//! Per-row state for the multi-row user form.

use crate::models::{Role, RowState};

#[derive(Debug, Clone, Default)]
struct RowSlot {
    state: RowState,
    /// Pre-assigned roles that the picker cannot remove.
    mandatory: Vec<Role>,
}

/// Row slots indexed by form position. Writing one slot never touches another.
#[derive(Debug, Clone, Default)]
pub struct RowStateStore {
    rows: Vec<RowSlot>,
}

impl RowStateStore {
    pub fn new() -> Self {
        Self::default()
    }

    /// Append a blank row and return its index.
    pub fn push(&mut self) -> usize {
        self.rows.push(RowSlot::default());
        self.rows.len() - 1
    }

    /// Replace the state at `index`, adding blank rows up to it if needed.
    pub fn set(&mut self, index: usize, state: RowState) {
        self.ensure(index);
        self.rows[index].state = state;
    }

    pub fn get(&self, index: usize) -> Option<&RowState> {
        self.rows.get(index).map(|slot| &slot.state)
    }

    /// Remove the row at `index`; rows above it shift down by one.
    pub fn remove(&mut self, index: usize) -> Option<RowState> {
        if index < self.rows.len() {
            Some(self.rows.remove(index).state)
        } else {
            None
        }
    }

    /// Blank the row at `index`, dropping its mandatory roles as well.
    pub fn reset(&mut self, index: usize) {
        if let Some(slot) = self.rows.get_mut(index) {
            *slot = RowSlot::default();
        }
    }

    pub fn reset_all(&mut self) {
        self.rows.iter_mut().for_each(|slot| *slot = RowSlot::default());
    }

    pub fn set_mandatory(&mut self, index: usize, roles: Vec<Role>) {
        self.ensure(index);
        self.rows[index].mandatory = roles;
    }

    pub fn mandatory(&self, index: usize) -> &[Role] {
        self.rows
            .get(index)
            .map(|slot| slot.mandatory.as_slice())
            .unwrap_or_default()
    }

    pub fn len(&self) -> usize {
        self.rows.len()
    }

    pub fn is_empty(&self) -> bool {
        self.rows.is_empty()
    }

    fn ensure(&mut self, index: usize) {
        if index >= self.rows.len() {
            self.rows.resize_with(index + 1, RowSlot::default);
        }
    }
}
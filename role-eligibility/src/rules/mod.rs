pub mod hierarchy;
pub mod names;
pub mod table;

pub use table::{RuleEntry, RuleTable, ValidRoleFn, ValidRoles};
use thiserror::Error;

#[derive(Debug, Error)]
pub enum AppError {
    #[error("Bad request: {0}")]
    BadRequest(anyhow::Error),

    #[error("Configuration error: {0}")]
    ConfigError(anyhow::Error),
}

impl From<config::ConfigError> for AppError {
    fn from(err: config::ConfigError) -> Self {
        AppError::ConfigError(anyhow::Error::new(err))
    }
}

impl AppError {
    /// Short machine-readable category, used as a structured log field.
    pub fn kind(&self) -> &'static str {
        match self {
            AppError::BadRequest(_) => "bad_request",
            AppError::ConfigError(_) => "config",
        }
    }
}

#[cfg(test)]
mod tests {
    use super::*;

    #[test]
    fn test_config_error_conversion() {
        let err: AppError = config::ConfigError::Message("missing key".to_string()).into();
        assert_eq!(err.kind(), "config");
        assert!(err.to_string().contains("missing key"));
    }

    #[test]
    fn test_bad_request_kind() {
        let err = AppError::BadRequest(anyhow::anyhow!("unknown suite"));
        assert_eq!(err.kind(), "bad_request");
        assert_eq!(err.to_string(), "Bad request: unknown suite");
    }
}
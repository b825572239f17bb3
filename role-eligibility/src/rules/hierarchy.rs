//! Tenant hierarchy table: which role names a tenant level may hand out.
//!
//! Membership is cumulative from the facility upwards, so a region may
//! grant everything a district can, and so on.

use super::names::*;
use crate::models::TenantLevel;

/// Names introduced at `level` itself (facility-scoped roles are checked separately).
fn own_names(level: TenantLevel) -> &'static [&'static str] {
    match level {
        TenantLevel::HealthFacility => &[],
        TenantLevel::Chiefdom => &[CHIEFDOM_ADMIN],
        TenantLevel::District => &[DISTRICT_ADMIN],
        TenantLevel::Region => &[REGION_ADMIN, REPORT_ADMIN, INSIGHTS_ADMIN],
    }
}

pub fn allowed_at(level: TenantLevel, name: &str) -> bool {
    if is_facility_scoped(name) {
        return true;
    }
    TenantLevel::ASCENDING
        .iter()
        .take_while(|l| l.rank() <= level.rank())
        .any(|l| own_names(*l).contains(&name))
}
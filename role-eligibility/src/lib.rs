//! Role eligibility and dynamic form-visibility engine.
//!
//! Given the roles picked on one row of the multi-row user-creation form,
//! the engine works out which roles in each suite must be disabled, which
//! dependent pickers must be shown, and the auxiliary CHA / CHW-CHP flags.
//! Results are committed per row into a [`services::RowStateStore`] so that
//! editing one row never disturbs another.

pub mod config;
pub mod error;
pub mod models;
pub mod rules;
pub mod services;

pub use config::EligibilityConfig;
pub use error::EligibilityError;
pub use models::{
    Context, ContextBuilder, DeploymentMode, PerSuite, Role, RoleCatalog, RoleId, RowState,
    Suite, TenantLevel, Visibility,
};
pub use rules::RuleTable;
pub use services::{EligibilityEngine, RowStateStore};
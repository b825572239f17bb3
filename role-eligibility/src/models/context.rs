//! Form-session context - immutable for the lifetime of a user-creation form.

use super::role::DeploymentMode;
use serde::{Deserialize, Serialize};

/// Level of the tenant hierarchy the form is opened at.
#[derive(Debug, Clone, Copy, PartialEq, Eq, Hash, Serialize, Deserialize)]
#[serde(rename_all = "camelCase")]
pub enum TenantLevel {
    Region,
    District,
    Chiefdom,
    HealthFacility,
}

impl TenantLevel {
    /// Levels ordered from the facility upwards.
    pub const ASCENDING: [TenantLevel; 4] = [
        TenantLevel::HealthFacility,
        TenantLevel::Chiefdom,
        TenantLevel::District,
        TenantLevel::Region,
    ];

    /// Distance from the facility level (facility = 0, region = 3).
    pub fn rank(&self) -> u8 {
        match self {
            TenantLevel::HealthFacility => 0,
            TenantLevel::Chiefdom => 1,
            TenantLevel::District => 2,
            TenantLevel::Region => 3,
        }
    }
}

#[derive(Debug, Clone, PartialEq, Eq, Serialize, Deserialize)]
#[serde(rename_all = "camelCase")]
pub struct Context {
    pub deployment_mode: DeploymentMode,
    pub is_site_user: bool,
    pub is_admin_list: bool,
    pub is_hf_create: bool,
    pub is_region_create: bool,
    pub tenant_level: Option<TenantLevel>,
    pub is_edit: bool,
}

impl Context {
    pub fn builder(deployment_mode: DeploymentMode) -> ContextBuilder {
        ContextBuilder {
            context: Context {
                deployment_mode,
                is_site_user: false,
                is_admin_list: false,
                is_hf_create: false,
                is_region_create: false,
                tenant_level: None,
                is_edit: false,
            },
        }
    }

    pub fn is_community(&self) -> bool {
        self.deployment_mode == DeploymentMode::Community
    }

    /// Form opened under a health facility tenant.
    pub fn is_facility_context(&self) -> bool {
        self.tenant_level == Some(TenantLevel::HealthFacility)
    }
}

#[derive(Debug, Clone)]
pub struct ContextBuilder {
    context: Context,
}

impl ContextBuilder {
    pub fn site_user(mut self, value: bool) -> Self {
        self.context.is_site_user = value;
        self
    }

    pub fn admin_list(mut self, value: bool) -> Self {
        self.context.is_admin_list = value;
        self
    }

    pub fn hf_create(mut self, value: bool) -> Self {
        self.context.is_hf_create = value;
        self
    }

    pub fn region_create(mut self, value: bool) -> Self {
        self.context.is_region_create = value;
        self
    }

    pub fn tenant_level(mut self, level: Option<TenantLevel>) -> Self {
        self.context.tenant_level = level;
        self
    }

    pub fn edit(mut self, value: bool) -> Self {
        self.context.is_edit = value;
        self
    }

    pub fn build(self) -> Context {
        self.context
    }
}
————
■ TRY IT ■
Set down only the lines above that fall between the line holding "pub fn is_empty(&self)" and the line holding "filename role-eligibility/src/rules/hierarchy.rs", inclusive, keeping each exact.

■ TASK OUTPUT ■
    pub fn is_empty(&self) -> bool {
        self.rows.is_empty()
    }

    fn ensure(&mut self, index: usize) {
        if index >= self.rows.len() {
            self.rows.resize_with(index + 1, RowSlot::default);
        }
    }
}
filename role-eligibility/src/rules/mod.rs
pub mod hierarchy;
pub mod names;
pub mod table;

pub use table::{RuleEntry, RuleTable, ValidRoleFn, ValidRoles};
use thiserror::Error;

#[derive(Debug, Error)]
pub enum AppError {
    #[error("Bad request: {0}")]
    BadRequest(anyhow::Error),

    #[error("Configuration error: {0}")]
    ConfigError(anyhow::Error),
}

impl From<config::ConfigError> for AppError {
    fn from(err: config::ConfigError) -> Self {
        AppError::ConfigError(anyhow::Error::new(err))
    }
}

impl AppError {
    /// Short machine-readable category, used as a structured log field.
    pub fn kind(&self) -> &'static str {
        match self {
            AppError::BadRequest(_) => "bad_request",
            AppError::ConfigError(_) => "config",
        }
    }
}

#[cfg(test)]
mod tests {
    use super::*;

    #[test]
    fn test_config_error_conversion() {
        let err: AppError = config::ConfigError::Message("missing key".to_string()).into();
        assert_eq!(err.kind(), "config");
        assert!(err.to_string().contains("missing key"));
    }

    #[test]
    fn test_bad_request_kind() {
        let err = AppError::BadRequest(anyhow::anyhow!("unknown suite"));
        assert_eq!(err.kind(), "bad_request");
        assert_eq!(err.to_string(), "Bad request: unknown suite");
    }
}
repository b825572239f17bb3
filename role-eligibility/src/rules/hierarchy.rs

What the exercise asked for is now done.